Im Prinzip braucht jedoch ein Unternehmen nicht mehr als zwei bis drei öffentliche Adressen, je nachdem wie viele Dienste die Firma nach außen bereitstellen möchte. An den öffentlichen IP-Adressen hängen zum Beispiel die Router einer Firma, die die Verbindung des internen Netzwerkes mit dem Internet herstellen. Im internen Netzwerk können dann private IP-Adressen verwendet werden. Damit wäre dann auch das Problem gelöst, das vor ein paar Jahren aufgekommen ist. Damals hieß es, die Adressbereiche würden auf dieser Welt nicht mehr ausreichen. Es hatte nämlich jeder Netzwerkdrucker, PC oder Server eine öffentliche IP-Adresse, wobei es zu erheblichen Sicherheitsrisiken kam.

Die nachstehende Tabelle vermittelt einen Überblick über die einzelnen Adressbereiche.

Abbildung in dieser Leseprobe nicht enthalten

Tabelle 2-1 – IP-Adressbereiche und ihre Nertzklassen – Quelle: Dominik Frank

Die Unterteilung der Adressen geschieht zum einen durch die Netzadresse selbst und zum anderen durch die dazugehörende Netzmaske. Durch Subnetting, also das Festlegen einer Subnetzmaske, können diese Adressbereiche weiter unterteilt werden und damit eine gewünschte Struktur erzeugen.

Damit IP-Adressen auch einem Host eindeutig zugewiesen werden können, muss die IP-Adresse mit der Hardware-Adresse (MAC-Adresse) des Teilnehmers verknüpft werden. MAC-Adressen (Media Access Control) ist eine 12stellige, hexadezimale Zeichenkette, die vom Hersteller vergeben wird und weltweit einmalig ist. Diese Informationen werden in einer ARP-Tabelle (Address Resolution Protocol) festgehalten.

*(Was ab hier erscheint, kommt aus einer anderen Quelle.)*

//! The canonical struct field order.
//!
//! Both the reference codec ([`crate::codec`]) and the code generator's
//! planner call this single comparator, so wire layout can never drift
//! between the two: a field's position on the wire depends only on its
//! type shape and name, never on authoring order or which backend is
//! emitting it.

use ffire_schema::{Field, PrimitiveKind, TypeRef};
use std::cmp::Ordering;

/// The six ordering buckets from the canonical field order table.
/// Lower buckets sort first; within a bucket, fields compare by name.
#[derive(Debug, Clone, Copy, PartialEq, Eq, PartialOrd, Ord)]
enum Bucket {
    Fixed8,
    Fixed4,
    Fixed2,
    Fixed1,
    Variable,
    Optional,
}

fn bucket_of(ty: &TypeRef) -> Bucket {
    if ty.is_optional() {
        return Bucket::Optional;
    }
    match ty {
        TypeRef::Primitive { kind, .. } => match kind {
            PrimitiveKind::I64 | PrimitiveKind::F64 => Bucket::Fixed8,
            PrimitiveKind::I32 | PrimitiveKind::F32 => Bucket::Fixed4,
            PrimitiveKind::I16 => Bucket::Fixed2,
            PrimitiveKind::Bool | PrimitiveKind::I8 => Bucket::Fixed1,
            PrimitiveKind::String => Bucket::Variable,
        },
        TypeRef::Array { .. } | TypeRef::StructRef { .. } => Bucket::Variable,
    }
}

/// The sort key a field occupies in canonical wire order.
fn sort_key(field: &Field) -> (Bucket, &str) {
    (bucket_of(&field.ty), field.name.as_str())
}

/// Compares two fields by canonical wire order.
#[must_use]
pub fn compare_fields(a: &Field, b: &Field) -> Ordering {
    sort_key(a).cmp(&sort_key(b))
}

/// Returns the indices of `fields` in canonical wire order.
///
/// Stable: fields already comparing equal (same bucket and name — never
/// true for sibling fields in a valid schema, since names are unique
/// within a struct) retain their relative authored order.
#[must_use]
pub fn canonical_order(fields: &[Field]) -> Vec<usize> {
    let mut indices: Vec<usize> = (0..fields.len()).collect();
    indices.sort_by(|&i, &j| compare_fields(&fields[i], &fields[j]));
    indices
}

/// Returns `fields` reordered into canonical wire order.
#[must_use]
pub fn reorder_fields(fields: &[Field]) -> Vec<&Field> {
    canonical_order(fields).into_iter().map(|i| &fields[i]).collect()
}

#[cfg(test)]
mod tests {
    use super::*;
    use ffire_schema::TypeRef;

    fn field(name: &str, ty: TypeRef) -> Field {
        Field::new(name, ty)
    }

    #[test]
    fn test_canonical_order_matches_spec_example() {
        // struct P { Name: string; Age: i32; Id: i64; Nick: *string }
        // expected wire order: Id, Age, Name, Nick
        let fields = vec![
            field("Name", TypeRef::primitive(PrimitiveKind::String)),
            field("Age", TypeRef::primitive(PrimitiveKind::I32)),
            field("Id", TypeRef::primitive(PrimitiveKind::I64)),
            field("Nick", TypeRef::optional_primitive(PrimitiveKind::String)),
        ];
        let ordered = reorder_fields(&fields);
        let names: Vec<&str> = ordered.iter().map(|f| f.name.as_str()).collect();
        assert_eq!(names, vec!["Id", "Age", "Name", "Nick"]);
    }

    #[test]
    fn test_lexicographic_tie_break_within_bucket() {
        let fields = vec![
            field("Zebra", TypeRef::primitive(PrimitiveKind::I32)),
            field("Apple", TypeRef::primitive(PrimitiveKind::I32)),
        ];
        let ordered = reorder_fields(&fields);
        let names: Vec<&str> = ordered.iter().map(|f| f.name.as_str()).collect();
        assert_eq!(names, vec!["Apple", "Zebra"]);
    }

    #[test]
    fn test_struct_and_array_fields_are_variable_bucket() {
        let fields = vec![
            field("Flag", TypeRef::primitive(PrimitiveKind::Bool)),
            field("Items", TypeRef::array(TypeRef::primitive(PrimitiveKind::I32))),
            field("Nested", TypeRef::struct_ref("Inner")),
        ];
        let ordered = reorder_fields(&fields);
        let names: Vec<&str> = ordered.iter().map(|f| f.name.as_str()).collect();
        // Bool is Fixed1 (bucket 4), Items/Nested are Variable (bucket 5),
        // sorted lexicographically within their bucket.
        assert_eq!(names, vec!["Flag", "Items", "Nested"]);
    }

    #[test]
    fn test_optional_always_sorts_last() {
        let fields = vec![
            field("OptBool", TypeRef::optional_primitive(PrimitiveKind::Bool)),
            field("Blob", TypeRef::array(TypeRef::primitive(PrimitiveKind::I8))),
        ];
        let ordered = reorder_fields(&fields);
        let names: Vec<&str> = ordered.iter().map(|f| f.name.as_str()).collect();
        assert_eq!(names, vec!["Blob", "OptBool"]);
    }
}
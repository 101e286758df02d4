//! The per-language dispatch surface: the [`TargetLanguage`] tag and the
//! [`Emitter`] trait every backend implements.
//!
//! A new target is added by implementing `Emitter`; the analyzer
//! ([`crate::analyzer`]) and planner ([`crate::planner`]) stay shared
//! across every target rather than being re-derived per backend.

use crate::error::GenError;
use ffire_schema::Schema;

/// A code-generation target language.
#[derive(Debug, Clone, Copy, PartialEq, Eq, Hash)]
pub enum TargetLanguage {
    /// Rust, emitting source that depends on `ffire-wire`'s cursor types.
    Rust,
    /// C, emitting a self-contained header + source pair.
    C,
    /// Go, emitting exported `Encode*Message`/`Decode*Message` functions.
    Go,
    /// Python, emitting a module built on the standard `struct` module.
    Python,
}

impl TargetLanguage {
    /// The lowercase name used in diagnostics and file naming.
    #[must_use]
    pub const fn name(self) -> &'static str {
        match self {
            Self::Rust => "rust",
            Self::C => "c",
            Self::Go => "go",
            Self::Python => "python",
        }
    }
}

/// One emitted source file: a relative file name and its text.
#[derive(Debug, Clone, PartialEq, Eq)]
pub struct GeneratedFile {
    /// File name, e.g. `"schema.rs"` or `"schema.h"`.
    pub name: String,
    /// Full file contents.
    pub source: String,
}

/// The complete output of one [`crate::generate`] call.
///
/// Most targets emit a single file; a target that needs a
/// declaration/definition split (C's header + source) emits two.
#[derive(Debug, Clone, PartialEq, Eq, Default)]
pub struct GeneratedSources {
    /// Emitted files, in the order the emitter produced them.
    pub files: Vec<GeneratedFile>,
}

impl GeneratedSources {
    /// Wraps a single emitted file.
    #[must_use]
    pub fn single(name: impl Into<String>, source: impl Into<String>) -> Self {
        Self {
            files: vec![GeneratedFile {
                name: name.into(),
                source: source.into(),
            }],
        }
    }

    /// Looks up an emitted file's source by name.
    #[must_use]
    pub fn get(&self, name: &str) -> Option<&str> {
        self.files.iter().find(|f| f.name == name).map(|f| f.source.as_str())
    }
}

/// A target-language-specific back-end.
///
/// An emitter is responsible only for language-surface mapping — type
/// names, control-flow syntax, the error model, module/namespace
/// wrapping, buffer type — while consuming the shared plan from
/// [`crate::analyzer`] and [`crate::planner`]. The wire-format contract
/// itself ([`ffire_wire`]) and the E1-E4 strategy decision
/// ([`crate::strategy`]) are never re-derived per emitter.
pub trait Emitter {
    /// The target this emitter implements.
    fn target(&self) -> TargetLanguage;

    /// Emits source for `schema`: type definitions, one encode/decode
    /// function pair per [`ffire_schema::MessageDecl`], and per-struct
    /// helper encoders/decoders for non-root struct references.
    ///
    /// # Errors
    /// Returns [`GenError::EmitFailure`] if an emitter invariant is
    /// violated — in practice only reachable for a schema shape
    /// `ffire_schema::validate` should already have rejected.
    fn emit(&self, schema: &Schema) -> Result<GeneratedSources, GenError>;
}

Wenn ein IP-Paket von einer Quell-Adresse zu einer Ziel-Adresse versendet werden soll, werden die Netzwerkteile der Adressen verglichen, ob sie sich im gleichen Netz befinden. Ist dies der Fall, wird das IP-Paket direkt an die Ziel-Adresse geschickt. Stimmen die Netzadressen nicht überein, wird das IP-Paket an einen Router gesendet. Dort wird in der Routingtabelle nachgeschaut, wo das Zielnetz ist und wohin das Paket weitergeleitet werden soll.

Abbildung in dieser Leseprobe nicht enthalten

Tabelle 2-2 – Ablauf eines Routings inkl. der einzelnen Schichten, die involviert sind – Quelle: Cisco

IP-Adressen sind lange Zahlenreihen, mit denen es etwas umständlich zu arbeiten ist. Jeder Teilnehmer im Netz kann auch einen alphanumerischen Namen besitzen. Dieser Rechnername muss in die passende IP-Adresse übersetzt werden. Diese Aufgabe übernimmt ein DNS Server (Domain Name System). Auf ihm sind alle IP-Adressen und ihre zugehörigen Rechnernamen registriert.

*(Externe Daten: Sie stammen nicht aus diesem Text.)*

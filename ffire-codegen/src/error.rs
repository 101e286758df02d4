//! Error types for code generation.

use thiserror::Error;

/// Errors produced by [`crate::generate`] and the per-target emitters.
#[derive(Debug, Error)]
pub enum GenError {
    /// The schema failed validation before any emission work began.
    #[error("schema error: {0}")]
    Schema(#[from] ffire_schema::SchemaError),

    /// No emitter is registered for the requested target. Unreachable
    /// today (all four targets in [`crate::target::TargetLanguage`] are
    /// always built in); kept so adding a target behind a feature flag
    /// later has somewhere to report its absence.
    #[error("no emitter built for target '{target}'")]
    UnsupportedTarget {
        /// The requested target's name.
        target: String,
    },

    /// An emitter invariant was violated — a schema shape the emitter
    /// didn't expect reached it, despite `validate` having run first.
    #[error("emitter invariant violated: {message}")]
    EmitFailure {
        /// Description of what went wrong.
        message: String,
    },
}

impl GenError {
    /// Builds an [`GenError::UnsupportedTarget`] for a target name.
    #[must_use]
    pub fn unsupported_target(target: impl Into<String>) -> Self {
        Self::UnsupportedTarget { target: target.into() }
    }

    /// Builds an [`GenError::EmitFailure`] with a message.
    #[must_use]
    pub fn emit_failure(message: impl Into<String>) -> Self {
        Self::EmitFailure { message: message.into() }
    }
}

#[cfg(test)]
mod tests {
    use super::*;

    #[test]
    fn test_unsupported_target_display() {
        let err = GenError::unsupported_target("cobol");
        assert!(err.to_string().contains("cobol"));
    }

    #[test]
    fn test_emit_failure_display() {
        let err = GenError::emit_failure("root type has no known rust mapping");
        assert!(err.to_string().contains("rust mapping"));
    }

    #[test]
    fn test_schema_error_conversion() {
        let schema_err = ffire_schema::SchemaError::NoMessages;
        let err: GenError = schema_err.into();
        assert!(matches!(err, GenError::Schema(_)));
    }
}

Die Vergabe der IP-Adressen kann auf zwei unterschiedliche Arten erfolgen. Einmal kann sie manuell vergeben werden oder sie wird automatisch über einen DHCP Server vergeben. Das DHCP Protokoll (Dynamic Host Configuration Protocol) dient dazu, dynamisch einem Teilnehmer im Netz eine IP-Adresse aus einem bestimmten Bereich zu zuweisen. Bei jeder neuen Netzwerkanmeldung bekommt der Rechner eine neue IP. Voraussetzung ist das Anmelden nach der Lease time an. Die Lease time reserviert die IP-Adresse für einen festgelegten Zeitraum. Das heißt, meldet sich der Teilnehmer innerhalb der Lease time an, bekommt er die gleiche IP-Adresse zugewiesen wie zuvor.

Bei DHCP ist das Zusammenspiel mit dem DNS Server wichtig, da eigentlich nicht bekannt ist, welche IP-Adresse man gerade bekommen hat und man so auf den Rechnernamen angewiesen ist.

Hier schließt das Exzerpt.